As Thomas Gradgrind raises his children he stresses facts over imagination and function over feelings, creating an opposition between the Utalitarian concepts of Fact and Fancy:
“Herein lay the spring of the mechanical art and mystery of educating the reason without stooping to the cultivation of the sentiments and affections. Never wonder. By means of addition, subtraction, multiplication, and division, settle everything somehow, and never wonder.” (Ch.8)
“You must discard the word Fancy altogether. You have nothing to do with it. You are not to have, in any object of use or ornament, what would be a contradiction in fact. (…) You must use, ‘ said the gentleman, ‘for all these purposes, combinations and modifications (in primary colours) of mathematical figures which are susceptible of proof and demonstration. This is the new discovery. This is fact. This is taste.” (Ch.2)

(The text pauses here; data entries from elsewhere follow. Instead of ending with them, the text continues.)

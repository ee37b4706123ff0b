//! Window input: pointer coordinates and the actions the scene consumes.
//!
//! # Invariants
//! - The scene consumes [`Action`]s, never window-system events.
//! - Pointer positions are physical pixels with the origin at the top-left;
//!   NDC has the origin at the centre and y up.

pub mod action;

pub use action::{Action, DesktopInput, RawInput};
use glam::Vec2;

/// Drawable area in physical pixels.
#[derive(Debug, Clone, Copy, PartialEq, Eq)]
pub struct Viewport {
    pub width: u32,
    pub height: u32,
}

impl Viewport {
    pub fn new(width: u32, height: u32) -> Self {
        Self { width, height }
    }

    pub fn is_empty(&self) -> bool {
        self.width == 0 || self.height == 0
    }

    pub fn aspect(&self) -> f32 {
        self.width.max(1) as f32 / self.height.max(1) as f32
    }

    pub fn contains(&self, x: f32, y: f32) -> bool {
        (0.0..=self.width as f32).contains(&x) && (0.0..=self.height as f32).contains(&y)
    }
}

/// Convert a pixel position to normalized device coordinates:
/// `x' = (x / width) * 2 - 1`, `y' = -(y / height) * 2 + 1`.
///
/// `None` for an empty viewport (a minimized window) or a point outside it,
/// which winit still reports while a drag leaves the window.
pub fn pointer_to_ndc(x: f32, y: f32, viewport: Viewport) -> Option<Vec2> {
    if viewport.is_empty() || !viewport.contains(x, y) {
        return None;
    }
    Some(Vec2::new(
        (x / viewport.width as f32) * 2.0 - 1.0,
        -(y / viewport.height as f32) * 2.0 + 1.0,
    ))
}

pub fn crate_info() -> &'static str {
    "diorama-input v0.1.0"
}
//! Rendering adapter: the renderer-agnostic side of drawing a frame.
//!
//! # Invariants
//! - Renderers read the registry; they never mutate it.
//! - Everything a backend draws is derived from the registry, a
//!   [`RenderView`] and a [`PostProcess`] each frame. Backends keep GPU
//!   caches, never scene truth.

mod frame;
mod renderer;
mod view;

pub use frame::{DirectionalLight, DrawItem, DrawStyle, FramePacket, LightRig, extract};
pub use renderer::{DebugTextRenderer, Renderer};
pub use view::{BloomSettings, PostProcess, RenderView};

pub fn crate_info() -> &'static str {
    "diorama-render v0.1.0"
}

#[cfg(test)]
mod tests {
    use super::*;

    #[test]
    fn crate_loads() {
        assert!(crate_info().contains("render"));
    }
}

The author demonstrates the extreme negative effects of a solely factual education in Mr. Gradgrind’s children, Louisa and Tom, and also in Bitzer, his student. Louisa is portrayed as the emotionally destructive influence of the above mentioned. She is shown as “not impulsive, you are not romantic, you are accustomed to view everything from the strong dispassionate ground of reason and calculation.” (Ch.15)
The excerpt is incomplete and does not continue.